#### Prompt:
Lines with the string "impl" must each be copied from the listing.
------------------------
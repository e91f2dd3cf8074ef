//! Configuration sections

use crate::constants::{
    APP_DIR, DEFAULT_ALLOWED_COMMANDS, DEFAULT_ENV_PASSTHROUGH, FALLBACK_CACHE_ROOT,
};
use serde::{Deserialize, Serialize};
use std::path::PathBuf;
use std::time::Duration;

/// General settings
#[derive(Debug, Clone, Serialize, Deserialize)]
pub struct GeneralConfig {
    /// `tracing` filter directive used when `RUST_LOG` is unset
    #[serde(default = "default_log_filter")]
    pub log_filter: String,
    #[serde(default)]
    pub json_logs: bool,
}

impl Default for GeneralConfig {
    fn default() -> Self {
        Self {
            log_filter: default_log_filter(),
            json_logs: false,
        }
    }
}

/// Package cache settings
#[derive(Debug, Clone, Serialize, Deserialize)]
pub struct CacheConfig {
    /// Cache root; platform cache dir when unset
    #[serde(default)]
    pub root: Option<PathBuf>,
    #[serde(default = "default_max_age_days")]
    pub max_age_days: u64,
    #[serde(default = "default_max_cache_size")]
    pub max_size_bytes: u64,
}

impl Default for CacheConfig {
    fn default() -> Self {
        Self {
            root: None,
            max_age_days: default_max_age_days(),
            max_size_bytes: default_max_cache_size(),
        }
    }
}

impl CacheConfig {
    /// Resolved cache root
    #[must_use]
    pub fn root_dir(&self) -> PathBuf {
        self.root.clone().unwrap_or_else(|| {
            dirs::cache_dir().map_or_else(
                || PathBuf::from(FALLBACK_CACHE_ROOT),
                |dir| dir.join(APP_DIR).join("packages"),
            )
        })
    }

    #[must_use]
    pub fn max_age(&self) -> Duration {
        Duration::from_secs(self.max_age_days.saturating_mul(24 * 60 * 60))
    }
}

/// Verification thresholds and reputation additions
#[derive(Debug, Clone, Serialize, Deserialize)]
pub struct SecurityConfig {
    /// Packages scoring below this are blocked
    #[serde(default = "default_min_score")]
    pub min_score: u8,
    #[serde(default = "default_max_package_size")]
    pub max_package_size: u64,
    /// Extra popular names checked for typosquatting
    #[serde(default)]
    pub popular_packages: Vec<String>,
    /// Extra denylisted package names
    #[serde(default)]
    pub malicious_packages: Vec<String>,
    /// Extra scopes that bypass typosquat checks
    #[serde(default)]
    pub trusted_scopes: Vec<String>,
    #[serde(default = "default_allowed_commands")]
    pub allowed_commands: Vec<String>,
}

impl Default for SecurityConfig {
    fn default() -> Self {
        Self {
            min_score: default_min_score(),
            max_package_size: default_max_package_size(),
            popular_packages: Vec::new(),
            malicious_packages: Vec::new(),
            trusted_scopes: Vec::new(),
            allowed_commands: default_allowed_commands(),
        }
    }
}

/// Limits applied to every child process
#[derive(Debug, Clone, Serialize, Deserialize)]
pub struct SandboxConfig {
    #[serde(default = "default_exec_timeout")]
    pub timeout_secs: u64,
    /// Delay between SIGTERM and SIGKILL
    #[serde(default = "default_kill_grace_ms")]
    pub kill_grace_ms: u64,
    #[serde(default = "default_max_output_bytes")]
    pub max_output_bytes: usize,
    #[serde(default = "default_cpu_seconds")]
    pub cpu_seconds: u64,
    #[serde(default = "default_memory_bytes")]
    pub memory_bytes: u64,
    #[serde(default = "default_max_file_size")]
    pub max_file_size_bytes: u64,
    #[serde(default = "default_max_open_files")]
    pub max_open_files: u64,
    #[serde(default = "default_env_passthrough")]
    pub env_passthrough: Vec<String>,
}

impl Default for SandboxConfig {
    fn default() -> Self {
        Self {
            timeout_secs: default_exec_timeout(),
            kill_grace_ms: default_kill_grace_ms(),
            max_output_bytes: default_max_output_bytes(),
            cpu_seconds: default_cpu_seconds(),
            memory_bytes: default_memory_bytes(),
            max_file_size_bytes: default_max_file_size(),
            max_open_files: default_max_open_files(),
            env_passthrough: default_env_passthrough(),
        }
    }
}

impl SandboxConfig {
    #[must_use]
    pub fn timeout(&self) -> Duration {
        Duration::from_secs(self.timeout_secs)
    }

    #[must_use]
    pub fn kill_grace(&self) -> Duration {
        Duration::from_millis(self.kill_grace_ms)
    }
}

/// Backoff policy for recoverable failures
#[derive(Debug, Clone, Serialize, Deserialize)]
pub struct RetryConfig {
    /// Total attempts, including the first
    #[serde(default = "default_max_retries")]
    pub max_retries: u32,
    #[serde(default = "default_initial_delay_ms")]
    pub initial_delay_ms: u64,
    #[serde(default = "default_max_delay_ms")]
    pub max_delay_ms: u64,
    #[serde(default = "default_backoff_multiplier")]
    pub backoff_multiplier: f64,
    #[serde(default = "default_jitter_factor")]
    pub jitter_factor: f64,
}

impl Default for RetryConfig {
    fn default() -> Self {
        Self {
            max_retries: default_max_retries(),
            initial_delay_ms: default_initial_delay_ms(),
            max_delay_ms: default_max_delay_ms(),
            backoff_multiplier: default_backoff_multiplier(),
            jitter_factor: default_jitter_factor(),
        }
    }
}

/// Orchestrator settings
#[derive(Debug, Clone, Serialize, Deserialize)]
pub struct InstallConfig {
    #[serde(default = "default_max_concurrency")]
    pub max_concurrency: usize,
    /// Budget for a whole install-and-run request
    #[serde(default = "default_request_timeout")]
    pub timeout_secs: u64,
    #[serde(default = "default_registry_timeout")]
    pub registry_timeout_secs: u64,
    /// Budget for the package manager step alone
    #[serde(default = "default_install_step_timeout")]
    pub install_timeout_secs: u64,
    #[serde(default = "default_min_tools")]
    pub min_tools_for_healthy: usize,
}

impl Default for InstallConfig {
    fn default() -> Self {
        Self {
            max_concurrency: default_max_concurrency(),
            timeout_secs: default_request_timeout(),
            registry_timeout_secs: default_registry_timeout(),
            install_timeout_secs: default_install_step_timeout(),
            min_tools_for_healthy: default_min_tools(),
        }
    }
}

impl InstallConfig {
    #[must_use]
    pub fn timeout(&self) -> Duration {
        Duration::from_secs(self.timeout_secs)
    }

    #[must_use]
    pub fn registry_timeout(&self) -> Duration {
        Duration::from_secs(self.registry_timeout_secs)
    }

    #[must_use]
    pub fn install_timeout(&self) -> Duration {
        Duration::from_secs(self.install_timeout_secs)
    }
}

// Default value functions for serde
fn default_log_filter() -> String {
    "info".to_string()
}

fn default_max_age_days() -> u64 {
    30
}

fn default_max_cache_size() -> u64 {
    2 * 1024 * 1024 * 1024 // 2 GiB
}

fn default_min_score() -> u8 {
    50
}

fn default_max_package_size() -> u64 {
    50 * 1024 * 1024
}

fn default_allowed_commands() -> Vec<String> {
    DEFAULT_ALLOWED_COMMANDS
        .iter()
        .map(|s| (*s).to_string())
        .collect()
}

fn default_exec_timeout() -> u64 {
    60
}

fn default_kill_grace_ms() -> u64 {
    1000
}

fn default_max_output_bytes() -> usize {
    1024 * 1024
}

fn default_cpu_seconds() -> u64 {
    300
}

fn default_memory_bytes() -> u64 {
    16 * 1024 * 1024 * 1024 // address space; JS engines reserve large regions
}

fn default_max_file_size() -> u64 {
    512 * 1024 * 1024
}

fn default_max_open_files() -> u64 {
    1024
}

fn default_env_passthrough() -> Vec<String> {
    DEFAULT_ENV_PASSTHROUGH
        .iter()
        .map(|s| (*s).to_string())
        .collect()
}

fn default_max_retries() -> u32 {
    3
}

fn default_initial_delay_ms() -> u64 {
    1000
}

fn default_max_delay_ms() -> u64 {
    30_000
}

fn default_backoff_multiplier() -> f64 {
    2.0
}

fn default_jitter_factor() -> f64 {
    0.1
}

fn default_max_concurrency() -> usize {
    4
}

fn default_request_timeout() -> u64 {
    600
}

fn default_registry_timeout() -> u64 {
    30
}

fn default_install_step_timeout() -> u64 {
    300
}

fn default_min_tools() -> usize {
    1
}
------------------------
#### Answer space:
impl Default for GeneralConfig {
impl Default for CacheConfig {
impl CacheConfig {
impl Default for SecurityConfig {
impl Default for SandboxConfig {
impl SandboxConfig {
impl Default for RetryConfig {
impl Default for InstallConfig {
impl InstallConfig {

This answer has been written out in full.